It would have been one more year to make
a kiss linger with Mommy as you both pressed
the lines in each other’s palms.

Dry leaves rain down outside your bedroom.
Only one pair of slowly
dimming eyes
watch them cascade.

Perhaps but one
of those leaves
bears ghostlines
of your palms

Now beyond touch.

-o-

Memory and imagination.   Here they come together in place of absences and distances.  My father passed away when our kids were under a year old.  I was not there with him.
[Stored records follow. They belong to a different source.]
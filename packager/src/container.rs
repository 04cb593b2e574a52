// Copyright Amazon.com, Inc. or its affiliates. All Rights Reserved.
// SPDX-License-Identifier: MIT-0

//! Container runtime command table.
//!
//! Builds [`Invocation`]s for the handful of runtime operations the pipeline
//! needs. Bind mounts are declared as [`Mount`] rows instead of concatenated
//! strings so the host/container wiring can be inspected and tested on its
//! own.
//!
//! Every `run` gets a `--name`. Killing the runtime client on a timeout does
//! not stop the container it started, so [`ContainerRuntime::execute`]
//! force-removes the named container before surfacing the timeout.

use std::path::PathBuf;

use crate::constants::{
    CONTAINER_RUNTIME_REMEDIATION, DEFAULT_CONTAINER_RUNTIME, WORKING_DIR_PREFIX,
};
use crate::errors::AppError;
use crate::preflight::assert_command;
use crate::process::{CommandRunner, Invocation, run_checked};

#[derive(Debug, Clone, Copy, PartialEq, Eq)]
pub enum MountMode {
    ReadOnly,
    ReadWrite,
}

/// One `host path -> container path` bind mount.
#[derive(Debug, Clone, PartialEq, Eq)]
pub struct Mount {
    pub host: PathBuf,
    pub container: String,
    pub mode: MountMode,
}

impl Mount {
    pub fn read_only(host: impl Into<PathBuf>, container: impl Into<String>) -> Self {
        Self {
            host: host.into(),
            container: container.into(),
            mode: MountMode::ReadOnly,
        }
    }

    pub fn read_write(host: impl Into<PathBuf>, container: impl Into<String>) -> Self {
        Self {
            host: host.into(),
            container: container.into(),
            mode: MountMode::ReadWrite,
        }
    }

    /// Value for the runtime's `-v` flag.
    ///
    /// # Errors
    ///
    /// Returns [`AppError::ValidationError`] for relative host paths, which
    /// runtimes would otherwise treat as named volumes, and for paths
    /// containing `:`, which the runtime splits the value on.
    pub fn volume_arg(&self) -> Result<String, AppError> {
        let host = self.host.display().to_string();
        if !self.host.is_absolute() {
            return Err(AppError::ValidationError(format!(
                "bind mount host path must be absolute: {host}"
            )));
        }
        if let Some(path) = [host.as_str(), self.container.as_str()]
            .into_iter()
            .find(|path| path.contains(':'))
        {
            return Err(AppError::ValidationError(format!(
                "bind mount path must not contain ':': {path}"
            )));
        }
        let suffix = match self.mode {
            MountMode::ReadOnly => ":ro",
            MountMode::ReadWrite => "",
        };
        Ok(format!("{host}:{}{suffix}", self.container))
    }
}

/// Parameters of a one-shot `run --rm` container.
#[derive(Debug, Clone, Default, PartialEq, Eq)]
pub struct RunSpec {
    pub image: String,
    /// Assigned by [`ContainerRuntime::execute`] when left empty.
    pub name: Option<String>,
    pub entrypoint: Option<String>,
    pub hostname: Option<String>,
    pub mounts: Vec<Mount>,
    pub env: Vec<(String, String)>,
    pub args: Vec<String>,
}

#[derive(Debug, Clone, PartialEq, Eq)]
pub struct ContainerRuntime {
    binary: String,
}

impl Default for ContainerRuntime {
    fn default() -> Self {
        Self::new(DEFAULT_CONTAINER_RUNTIME)
    }
}

impl ContainerRuntime {
    pub fn new(binary: impl Into<String>) -> Self {
        Self {
            binary: binary.into(),
        }
    }

    pub fn version(&self) -> Invocation {
        Invocation::new(&self.binary).arg("version")
    }

    pub fn image_load(&self, archive: &std::path::Path) -> Invocation {
        Invocation::new(&self.binary)
            .args(["image", "load", "-i"])
            .arg(archive.display().to_string())
    }

    pub fn image_pull(&self, reference: &str) -> Invocation {
        Invocation::new(&self.binary).args(["image", "pull", reference])
    }

    /// Builds `run --rm -i` from a [`RunSpec`].
    ///
    /// # Errors
    ///
    /// Propagates [`Mount::volume_arg`] failures.
    pub fn run(&self, spec: &RunSpec) -> Result<Invocation, AppError> {
        let mut invocation = Invocation::new(&self.binary).args(["run", "--rm", "-i"]);
        if let Some(name) = &spec.name {
            invocation = invocation.args(["--name", name.as_str()]);
        }
        if let Some(hostname) = &spec.hostname {
            invocation = invocation.args(["--hostname", hostname.as_str()]);
        }
        if let Some(entrypoint) = &spec.entrypoint {
            invocation = invocation.args(["--entrypoint", entrypoint.as_str()]);
        }
        for (name, value) in &spec.env {
            invocation = invocation.arg("-e").arg(format!("{name}={value}"));
        }
        for mount in &spec.mounts {
            invocation = invocation.arg("-v").arg(mount.volume_arg()?);
        }
        Ok(invocation.arg(&spec.image).args(spec.args.iter().cloned()))
    }

    pub fn remove(&self, name: &str) -> Invocation {
        Invocation::new(&self.binary).args(["rm", "-f", name])
    }

    /// Runs `spec` to completion and returns its stdout.
    ///
    /// On [`AppError::TimeoutError`] the container is force-removed by name
    /// and the timeout is returned unchanged.
    ///
    /// # Errors
    ///
    /// Propagates [`ContainerRuntime::run`] and [`run_checked`] failures.
    pub async fn execute<R: CommandRunner>(
        &self,
        runner: &R,
        spec: &RunSpec,
    ) -> Result<String, AppError> {
        let name = spec
            .name
            .clone()
            .unwrap_or_else(|| format!("{WORKING_DIR_PREFIX}-{:016x}", fastrand::u64(..)));
        let invocation = self.run(&RunSpec {
            name: Some(name.clone()),
            ..spec.clone()
        })?;

        match run_checked(runner, &invocation).await {
            Err(err @ AppError::TimeoutError(..)) => {
                tracing::warn!("[packager] removing timed out container {}", name);
                match runner.run(&self.remove(&name)).await {
                    Ok(output) if output.success() => {}
                    Ok(output) => tracing::warn!(
                        "[packager] could not remove container {}: {}",
                        name,
                        output.stderr.trim()
                    ),
                    Err(cleanup) => {
                        tracing::warn!("[packager] could not remove container {}: {}", name, cleanup);
                    }
                }
                Err(err)
            }
            result => result,
        }
    }

    /// Fails fast when the runtime is not installed or its daemon is down.
    pub async fn ensure_available<R: CommandRunner>(&self, runner: &R) -> Result<(), AppError> {
        assert_command(runner, &self.version(), CONTAINER_RUNTIME_REMEDIATION).await
    }
}

#[cfg(test)]
mod tests {
    use std::sync::Mutex;
    use std::time::Duration;

    use super::*;
    use crate::process::ProcessOutput;

    /// Times out every `run` and records all invocations.
    #[derive(Default)]
    struct HangingRuntime {
        calls: Mutex<Vec<Invocation>>,
    }

    impl CommandRunner for HangingRuntime {
        async fn run(&self, invocation: &Invocation) -> Result<ProcessOutput, AppError> {
            self.calls.lock().unwrap().push(invocation.clone());
            if invocation.args.first().map(String::as_str) == Some("run") {
                return Err(AppError::TimeoutError(
                    invocation.to_string(),
                    Duration::from_secs(1),
                ));
            }
            Ok(ProcessOutput {
                exit_code: Some(0),
                ..Default::default()
            })
        }
    }

    #[test]
    fn test_volume_arg_modes() {
        let ro = Mount::read_only("/keys/sign.key", "/sign.key");
        let rw = Mount::read_write("/work/out.sig", "/entrypoint.sig");
        assert_eq!(ro.volume_arg().unwrap(), "/keys/sign.key:/sign.key:ro");
        assert_eq!(rw.volume_arg().unwrap(), "/work/out.sig:/entrypoint.sig");
    }

    #[test]
    fn test_volume_arg_rejects_relative_host_path() {
        let mount = Mount::read_only("sign.key", "/sign.key");
        assert!(matches!(
            mount.volume_arg(),
            Err(AppError::ValidationError(_))
        ));
    }

    #[test]
    fn test_volume_arg_rejects_colon_in_paths() {
        let host = Mount::read_only("/work/run:1/sign.key", "/sign.key");
        let container = Mount::read_write("/work/out.sig", "/out:put.sig");
        for mount in [host, container] {
            match mount.volume_arg() {
                Err(AppError::ValidationError(message)) => assert!(message.contains(':')),
                other => panic!("unexpected result: {other:?}"),
            }
        }
    }

    #[test]
    fn test_run_rejects_session_path_with_colon() {
        let spec = RunSpec {
            image: "base:latest".to_string(),
            mounts: vec![Mount::read_write("/tmp/run:2", "/mnt/host")],
            ..Default::default()
        };
        assert!(matches!(
            ContainerRuntime::default().run(&spec),
            Err(AppError::ValidationError(_))
        ));
    }

    #[tokio::test]
    async fn test_execute_removes_container_after_timeout() {
        let runner = HangingRuntime::default();
        let spec = RunSpec {
            image: "base:latest".to_string(),
            ..Default::default()
        };

        let err = ContainerRuntime::default()
            .execute(&runner, &spec)
            .await
            .unwrap_err();
        assert!(matches!(err, AppError::TimeoutError(_, _)));

        let calls = runner.calls.lock().unwrap().clone();
        assert_eq!(calls.len(), 2);
        assert_eq!(calls[0].args[..4], ["run", "--rm", "-i", "--name"]);
        let name = &calls[0].args[4];
        assert!(name.starts_with("solution-packager-"));
        assert_eq!(calls[1].args, vec!["rm", "-f", name.as_str()]);
    }

    #[tokio::test]
    async fn test_execute_keeps_given_name() {
        let runner = HangingRuntime::default();
        let spec = RunSpec {
            image: "base:latest".to_string(),
            name: Some("signing-1".to_string()),
            ..Default::default()
        };

        let _ = ContainerRuntime::new("podman").execute(&runner, &spec).await;

        let calls = runner.calls.lock().unwrap().clone();
        assert_eq!(calls[1].to_string(), "podman rm -f signing-1");
    }

    #[test]
    fn test_image_invocations() {
        let runtime = ContainerRuntime::new("podman");
        assert_eq!(runtime.version().to_string(), "podman version");
        assert_eq!(
            runtime.image_load(std::path::Path::new("/tmp/img.tar")).args,
            vec!["image", "load", "-i", "/tmp/img.tar"]
        );
        assert_eq!(
            runtime.image_pull("ghcr.io/org/base:1").args,
            vec!["image", "pull", "ghcr.io/org/base:1"]
        );
    }

    #[test]
    fn test_run_orders_flags_before_image() {
        let spec = RunSpec {
            image: "base:latest".to_string(),
            name: None,
            entrypoint: Some("/bin/sh".to_string()),
            hostname: Some("localhost".to_string()),
            mounts: vec![Mount::read_only("/work/script", "/script.sh")],
            env: vec![("SGX_THREAD_NUM".to_string(), "8".to_string())],
            args: vec!["/script.sh".to_string()],
        };
        let invocation = ContainerRuntime::default().run(&spec).unwrap();
        assert_eq!(invocation.program, "docker");
        assert_eq!(
            invocation.args,
            vec![
                "run",
                "--rm",
                "-i",
                "--hostname",
                "localhost",
                "--entrypoint",
                "/bin/sh",
                "-e",
                "SGX_THREAD_NUM=8",
                "-v",
                "/work/script:/script.sh:ro",
                "base:latest",
                "/script.sh",
            ]
        );
    }
}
The Iron Giant Crushes Disney / Pagdurog ng Iron Giant sa Disney

The Iron Giant film by Brad Bird based on the book by Ted Hughes

The Iron Giant Crushes Disney

Our children have questions
that cannot be answered
by a Disney song
and dance sequence.

What is a bomb?

At five, both of them
will not be silenced
by lies, we know that.
So we struggle to tell them.

What does it do?

And a disturbing silence
settles in their eyes
for a while.

They watch the missile in the distance
the threat of an end
to every thing and every one living
in that small town.

Why do people use it?

They understand the Iron Giant chooses
not to be a gun,
but to be
a shield from destruction.

Why?

One day they will have another question,
I hope,
about the absence
of Iron Giants in this world.

But why?

-o-

Pagdurog ng Iron Giant sa Disney

May mga tanong ang aming mga anak
na hindi masasagot
ng mabulaklak na awit
at sayaw mula sa Disney.

Ano ang bomba?

Lilimang taon, pareho silang
hindi mapapatahimik
ng kasinungalingan, alam namin iyan.
Kaya mapipilitan kaming ipaliwanag sa kanila.

Ano ang ginagawa nito?

At may nakababagabag na katahimikang
lulukob sa kanilang mga mata
sa ilang sandali.

Papanoorin nila ang missile sa kalayuan
ang pangamba ng wakas
sa bawat bagay at bawat nilalang na nananahanan
sa bayan na iyong kay liit.

Bakit?

Isang araw may isa na naman silang tanong,
umaasa ako,
tungkol sa kawalan
ng mga Iron Giant sa mundo.

Pero bakit?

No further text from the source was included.